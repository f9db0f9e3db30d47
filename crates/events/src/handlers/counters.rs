//! Denormalized like-counter maintenance.

use std::sync::Arc;

use async_trait::async_trait;

use quill_store::content::CommentStore;

use crate::bus::DomainEvent;
use crate::handler::{SideEffectError, SideEffectHandler};

/// Adjusts the comment like counter for like/unlike events.
///
/// Adjustments are commutative (+1/-1), so concurrent or out-of-order
/// delivery converges on the correct net count.
pub struct CounterAdjuster {
    comments: Arc<dyn CommentStore>,
}

impl CounterAdjuster {
    pub fn new(comments: Arc<dyn CommentStore>) -> Self {
        Self { comments }
    }
}

#[async_trait]
impl SideEffectHandler for CounterAdjuster {
    fn name(&self) -> &'static str {
        "counter-adjuster"
    }

    async fn handle(&self, event: &DomainEvent) -> Result<(), SideEffectError> {
        let (comment_id, delta) = match event {
            DomainEvent::CommentLiked { comment_id, .. } => (*comment_id, 1),
            DomainEvent::CommentUnliked { comment_id, .. } => (*comment_id, -1),
            _ => return Ok(()),
        };

        self.comments.adjust_like_count(comment_id, delta).await?;
        tracing::debug!(comment_id, delta, "Adjusted like counter");
        Ok(())
    }
}

// ---------------------------------------------------------------------------
// Tests
// ---------------------------------------------------------------------------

== Work request ==
Return the material exactly as it was provided.

== Written answer ==
repository f9db0f9e3db30d47
filename crates/events/src/handlers/counters.rs
//! Denormalized like-counter maintenance.

use std::sync::Arc;

use async_trait::async_trait;

use quill_store::content::CommentStore;

use crate::bus::DomainEvent;
use crate::handler::{SideEffectError, SideEffectHandler};

/// Adjusts the comment like counter for like/unlike events.
///
/// Adjustments are commutative (+1/-1), so concurrent or out-of-order
/// delivery converges on the correct net count.
pub struct CounterAdjuster {
    comments: Arc<dyn CommentStore>,
}

impl CounterAdjuster {
    pub fn new(comments: Arc<dyn CommentStore>) -> Self {
        Self { comments }
    }
}

#[async_trait]
impl SideEffectHandler for CounterAdjuster {
    fn name(&self) -> &'static str {
        "counter-adjuster"
    }

    async fn handle(&self, event: &DomainEvent) -> Result<(), SideEffectError> {
        let (comment_id, delta) = match event {
            DomainEvent::CommentLiked { comment_id, .. } => (*comment_id, 1),
            DomainEvent::CommentUnliked { comment_id, .. } => (*comment_id, -1),
            _ => return Ok(()),
        };

        self.comments.adjust_like_count(comment_id, delta).await?;
        tracing::debug!(comment_id, delta, "Adjusted like counter");
        Ok(())
    }
}

// ---------------------------------------------------------------------------
// Tests
// ---------------------------------------------------------------------------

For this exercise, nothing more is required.